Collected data
* * *

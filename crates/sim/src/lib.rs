//! Software model of an OTG host controller core and a USB device tree
//!
//! The simulator implements the host stack's hardware traits on top of a
//! transaction-level bus model, so enumeration, hub handling and the
//! scheduler can be exercised without hardware.
//!
//! # Example
//!
//! ```
//! use host::HostConfig;
//! use protocol::DeviceSpeed;
//! use sim::{FunctionDevice, SimBus, Simulation};
//!
//! let mut sim = Simulation::new(HostConfig::default(), SimBus::new(8, 0)).unwrap();
//! sim.start();
//! sim.plug_root(Box::new(FunctionDevice::keyboard(DeviceSpeed::Low)));
//! assert!(sim.run_until(500, |s| s.host().registered_devices().count() == 1));
//! ```

pub mod bus;
pub mod config;
pub mod drivers;
pub mod model;
pub mod report;
pub mod simulation;
pub mod timer;

pub use bus::{BusStats, NodeId, SetupRecord, SimBus, SimController};
pub use config::{DeviceSpec, PortSpec, SimConfig, load_config};
pub use drivers::{KeyboardDriver, ReportLog};
pub use model::{FunctionDevice, Handshake, InResponse, SimDevice, SimHub};
pub use report::{DeviceReport, SimReport};
pub use simulation::{Simulation, build_device};
pub use timer::{SimIrq, SimTimer, TimerQueue};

* * *

■ Work item
Reprint the data above from the opening line to the line holding "handling and the", inclusive, and nothing else.

■ Written solution
filename crates/sim/src/lib.rs
//! Software model of an OTG host controller core and a USB device tree
//!
//! The simulator implements the host stack's hardware traits on top of a
//! transaction-level bus model, so enumeration, hub handling and the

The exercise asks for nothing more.